--- WHAT THE TASK ASKS ---
Please set down, word for word, each line from the one containing "(Format::Atlas | Format::Influxdb" through the final line of the records below, both included, and nothing else.

--- DATA UNDER STUDY ---
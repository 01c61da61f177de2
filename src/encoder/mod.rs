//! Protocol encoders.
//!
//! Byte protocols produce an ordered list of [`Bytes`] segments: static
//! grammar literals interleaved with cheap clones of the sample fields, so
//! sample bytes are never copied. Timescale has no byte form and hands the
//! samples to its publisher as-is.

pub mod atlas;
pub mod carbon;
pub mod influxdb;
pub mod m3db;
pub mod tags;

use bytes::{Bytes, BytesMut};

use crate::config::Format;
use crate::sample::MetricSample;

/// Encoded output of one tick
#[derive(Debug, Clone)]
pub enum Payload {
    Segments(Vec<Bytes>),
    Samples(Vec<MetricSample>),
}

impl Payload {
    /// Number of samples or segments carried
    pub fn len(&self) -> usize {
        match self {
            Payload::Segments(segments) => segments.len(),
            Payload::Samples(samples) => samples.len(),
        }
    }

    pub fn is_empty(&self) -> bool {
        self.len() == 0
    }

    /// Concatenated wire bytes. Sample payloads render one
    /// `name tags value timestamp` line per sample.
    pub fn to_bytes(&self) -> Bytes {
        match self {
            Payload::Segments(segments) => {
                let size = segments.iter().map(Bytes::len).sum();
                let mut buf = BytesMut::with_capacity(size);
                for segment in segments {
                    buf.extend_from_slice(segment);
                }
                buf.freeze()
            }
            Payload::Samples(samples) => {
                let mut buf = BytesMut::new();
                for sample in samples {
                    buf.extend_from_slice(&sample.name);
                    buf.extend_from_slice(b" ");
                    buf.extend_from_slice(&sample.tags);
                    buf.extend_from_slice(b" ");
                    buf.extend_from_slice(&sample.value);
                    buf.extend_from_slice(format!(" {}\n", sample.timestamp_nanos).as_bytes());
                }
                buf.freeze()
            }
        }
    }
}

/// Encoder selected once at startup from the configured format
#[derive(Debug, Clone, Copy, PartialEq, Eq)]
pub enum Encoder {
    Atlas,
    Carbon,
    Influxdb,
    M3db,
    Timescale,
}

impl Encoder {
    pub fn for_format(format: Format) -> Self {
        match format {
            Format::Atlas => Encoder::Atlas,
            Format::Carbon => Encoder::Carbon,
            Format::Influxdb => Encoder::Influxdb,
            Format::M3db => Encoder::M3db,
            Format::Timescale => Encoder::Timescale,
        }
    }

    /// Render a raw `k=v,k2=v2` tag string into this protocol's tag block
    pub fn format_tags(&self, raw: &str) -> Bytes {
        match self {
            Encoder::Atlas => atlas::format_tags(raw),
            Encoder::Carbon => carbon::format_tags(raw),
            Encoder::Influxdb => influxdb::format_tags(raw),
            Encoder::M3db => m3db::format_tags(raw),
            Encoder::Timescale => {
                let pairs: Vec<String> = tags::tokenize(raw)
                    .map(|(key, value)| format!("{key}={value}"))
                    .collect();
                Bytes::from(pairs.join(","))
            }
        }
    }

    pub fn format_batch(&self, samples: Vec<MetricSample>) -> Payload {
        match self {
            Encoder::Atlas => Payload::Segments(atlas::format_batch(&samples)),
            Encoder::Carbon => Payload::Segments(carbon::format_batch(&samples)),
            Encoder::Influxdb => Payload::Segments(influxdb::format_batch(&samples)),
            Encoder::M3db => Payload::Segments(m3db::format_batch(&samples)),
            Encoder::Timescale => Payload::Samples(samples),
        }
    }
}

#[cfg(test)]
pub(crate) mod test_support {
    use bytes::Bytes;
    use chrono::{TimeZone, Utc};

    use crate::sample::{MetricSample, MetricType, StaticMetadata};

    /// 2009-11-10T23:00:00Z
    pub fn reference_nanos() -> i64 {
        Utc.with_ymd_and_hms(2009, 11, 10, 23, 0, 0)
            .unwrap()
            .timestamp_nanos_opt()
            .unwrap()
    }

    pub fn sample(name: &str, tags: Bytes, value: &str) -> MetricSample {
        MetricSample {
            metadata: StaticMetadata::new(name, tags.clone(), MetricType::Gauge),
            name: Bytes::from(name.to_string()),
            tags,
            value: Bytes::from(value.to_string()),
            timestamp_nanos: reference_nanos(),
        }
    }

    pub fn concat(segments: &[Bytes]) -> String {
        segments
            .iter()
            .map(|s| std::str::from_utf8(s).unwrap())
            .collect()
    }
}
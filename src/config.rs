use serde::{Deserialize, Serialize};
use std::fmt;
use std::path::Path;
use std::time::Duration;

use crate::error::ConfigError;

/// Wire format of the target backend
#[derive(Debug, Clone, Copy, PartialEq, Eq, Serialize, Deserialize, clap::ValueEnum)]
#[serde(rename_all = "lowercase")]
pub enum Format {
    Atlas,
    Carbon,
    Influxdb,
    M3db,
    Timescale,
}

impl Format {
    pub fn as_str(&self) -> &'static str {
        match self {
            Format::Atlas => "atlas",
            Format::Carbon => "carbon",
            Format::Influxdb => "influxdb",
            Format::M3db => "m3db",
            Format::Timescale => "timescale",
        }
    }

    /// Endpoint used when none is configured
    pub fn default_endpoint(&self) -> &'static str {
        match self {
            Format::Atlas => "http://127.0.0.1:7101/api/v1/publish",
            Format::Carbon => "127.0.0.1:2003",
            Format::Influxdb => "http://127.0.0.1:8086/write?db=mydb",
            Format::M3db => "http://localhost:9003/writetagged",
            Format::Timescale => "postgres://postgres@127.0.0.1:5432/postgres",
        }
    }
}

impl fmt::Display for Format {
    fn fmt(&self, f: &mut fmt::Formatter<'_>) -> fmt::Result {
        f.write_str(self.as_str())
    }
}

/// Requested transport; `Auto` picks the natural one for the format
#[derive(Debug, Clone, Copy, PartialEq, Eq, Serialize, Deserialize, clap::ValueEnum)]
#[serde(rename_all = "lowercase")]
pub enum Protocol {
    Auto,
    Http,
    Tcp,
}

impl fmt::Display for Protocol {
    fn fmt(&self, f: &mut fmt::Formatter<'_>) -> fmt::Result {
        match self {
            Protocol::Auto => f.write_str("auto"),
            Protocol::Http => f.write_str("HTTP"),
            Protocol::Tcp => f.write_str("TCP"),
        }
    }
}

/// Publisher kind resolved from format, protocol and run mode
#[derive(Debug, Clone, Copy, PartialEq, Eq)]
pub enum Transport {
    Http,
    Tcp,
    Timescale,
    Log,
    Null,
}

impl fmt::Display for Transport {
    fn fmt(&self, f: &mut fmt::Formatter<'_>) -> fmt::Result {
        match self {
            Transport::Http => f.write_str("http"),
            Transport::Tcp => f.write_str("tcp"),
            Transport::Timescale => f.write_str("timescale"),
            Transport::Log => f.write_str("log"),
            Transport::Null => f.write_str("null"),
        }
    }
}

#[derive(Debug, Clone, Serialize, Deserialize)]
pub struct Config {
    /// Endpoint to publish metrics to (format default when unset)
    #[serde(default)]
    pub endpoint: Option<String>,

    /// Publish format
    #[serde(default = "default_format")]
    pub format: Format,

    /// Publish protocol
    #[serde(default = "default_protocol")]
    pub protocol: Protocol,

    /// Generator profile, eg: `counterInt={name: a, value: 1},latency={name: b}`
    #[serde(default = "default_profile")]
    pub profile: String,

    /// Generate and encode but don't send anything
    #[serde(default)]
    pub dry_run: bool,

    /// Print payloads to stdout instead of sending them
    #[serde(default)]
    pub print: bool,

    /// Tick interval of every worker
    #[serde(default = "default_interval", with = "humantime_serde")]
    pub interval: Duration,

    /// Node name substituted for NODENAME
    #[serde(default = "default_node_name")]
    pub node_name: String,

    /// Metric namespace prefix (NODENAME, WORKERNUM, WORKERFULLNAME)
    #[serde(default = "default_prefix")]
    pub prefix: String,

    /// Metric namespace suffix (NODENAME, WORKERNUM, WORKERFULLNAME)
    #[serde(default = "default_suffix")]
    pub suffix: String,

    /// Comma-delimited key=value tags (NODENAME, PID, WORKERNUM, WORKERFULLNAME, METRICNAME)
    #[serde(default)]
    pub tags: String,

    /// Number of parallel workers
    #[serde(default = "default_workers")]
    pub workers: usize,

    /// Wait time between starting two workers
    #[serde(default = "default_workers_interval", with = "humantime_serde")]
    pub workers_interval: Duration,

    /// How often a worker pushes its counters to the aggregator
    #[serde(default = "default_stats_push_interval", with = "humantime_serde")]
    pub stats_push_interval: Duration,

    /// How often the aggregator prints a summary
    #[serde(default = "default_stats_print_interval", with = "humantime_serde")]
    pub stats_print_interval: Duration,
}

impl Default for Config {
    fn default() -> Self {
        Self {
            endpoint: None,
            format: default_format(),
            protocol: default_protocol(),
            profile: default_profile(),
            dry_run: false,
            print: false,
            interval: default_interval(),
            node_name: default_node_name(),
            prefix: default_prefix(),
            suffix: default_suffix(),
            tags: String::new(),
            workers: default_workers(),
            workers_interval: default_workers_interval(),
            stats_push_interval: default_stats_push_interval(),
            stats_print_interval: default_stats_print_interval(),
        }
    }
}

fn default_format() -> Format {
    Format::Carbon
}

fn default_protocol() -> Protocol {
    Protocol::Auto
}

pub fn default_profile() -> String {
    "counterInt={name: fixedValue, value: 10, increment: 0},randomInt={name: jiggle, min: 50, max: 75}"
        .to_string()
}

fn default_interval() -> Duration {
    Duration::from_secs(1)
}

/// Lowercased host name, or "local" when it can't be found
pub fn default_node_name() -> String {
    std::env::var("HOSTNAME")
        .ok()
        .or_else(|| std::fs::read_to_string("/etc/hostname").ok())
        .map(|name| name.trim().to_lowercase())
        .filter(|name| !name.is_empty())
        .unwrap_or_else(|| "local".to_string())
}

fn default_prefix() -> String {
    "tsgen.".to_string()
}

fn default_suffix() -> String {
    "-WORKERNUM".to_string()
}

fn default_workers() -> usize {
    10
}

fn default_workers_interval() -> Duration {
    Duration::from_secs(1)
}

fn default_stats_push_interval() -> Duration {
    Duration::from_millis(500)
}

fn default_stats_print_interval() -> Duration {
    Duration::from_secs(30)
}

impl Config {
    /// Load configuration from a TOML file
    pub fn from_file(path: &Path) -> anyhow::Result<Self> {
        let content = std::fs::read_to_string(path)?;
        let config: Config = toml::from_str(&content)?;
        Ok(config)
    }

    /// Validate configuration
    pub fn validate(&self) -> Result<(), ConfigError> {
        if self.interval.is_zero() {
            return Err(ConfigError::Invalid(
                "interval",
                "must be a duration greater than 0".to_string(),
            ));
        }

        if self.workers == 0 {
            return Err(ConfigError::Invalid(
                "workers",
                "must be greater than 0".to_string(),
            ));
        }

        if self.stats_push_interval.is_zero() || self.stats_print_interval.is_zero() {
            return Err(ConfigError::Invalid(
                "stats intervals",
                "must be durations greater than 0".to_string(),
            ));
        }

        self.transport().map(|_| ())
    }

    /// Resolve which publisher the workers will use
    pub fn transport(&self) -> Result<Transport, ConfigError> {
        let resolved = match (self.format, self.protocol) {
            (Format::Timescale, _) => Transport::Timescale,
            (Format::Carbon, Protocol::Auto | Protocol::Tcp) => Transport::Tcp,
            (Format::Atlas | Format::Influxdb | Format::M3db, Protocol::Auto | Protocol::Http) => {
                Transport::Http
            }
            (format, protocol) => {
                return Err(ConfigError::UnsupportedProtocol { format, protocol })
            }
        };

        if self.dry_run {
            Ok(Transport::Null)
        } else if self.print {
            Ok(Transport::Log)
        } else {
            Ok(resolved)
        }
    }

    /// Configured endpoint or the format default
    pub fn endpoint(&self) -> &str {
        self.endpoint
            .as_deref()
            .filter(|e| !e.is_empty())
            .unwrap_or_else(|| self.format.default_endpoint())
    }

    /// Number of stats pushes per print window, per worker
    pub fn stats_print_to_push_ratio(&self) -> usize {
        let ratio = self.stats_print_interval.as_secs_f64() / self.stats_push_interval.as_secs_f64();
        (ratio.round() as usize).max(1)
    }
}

--- YOUR RESPONSE ---
            (Format::Atlas | Format::Influxdb | Format::M3db, Protocol::Auto | Protocol::Http) => {
                Transport::Http
            }
            (format, protocol) => {
                return Err(ConfigError::UnsupportedProtocol { format, protocol })
            }
        };

        if self.dry_run {
            Ok(Transport::Null)
        } else if self.print {
            Ok(Transport::Log)
        } else {
            Ok(resolved)
        }
    }

    /// Configured endpoint or the format default
    pub fn endpoint(&self) -> &str {
        self.endpoint
            .as_deref()
            .filter(|e| !e.is_empty())
            .unwrap_or_else(|| self.format.default_endpoint())
    }

    /// Number of stats pushes per print window, per worker
    pub fn stats_print_to_push_ratio(&self) -> usize {
        let ratio = self.stats_print_interval.as_secs_f64() / self.stats_push_interval.as_secs_f64();
        (ratio.round() as usize).max(1)
    }
}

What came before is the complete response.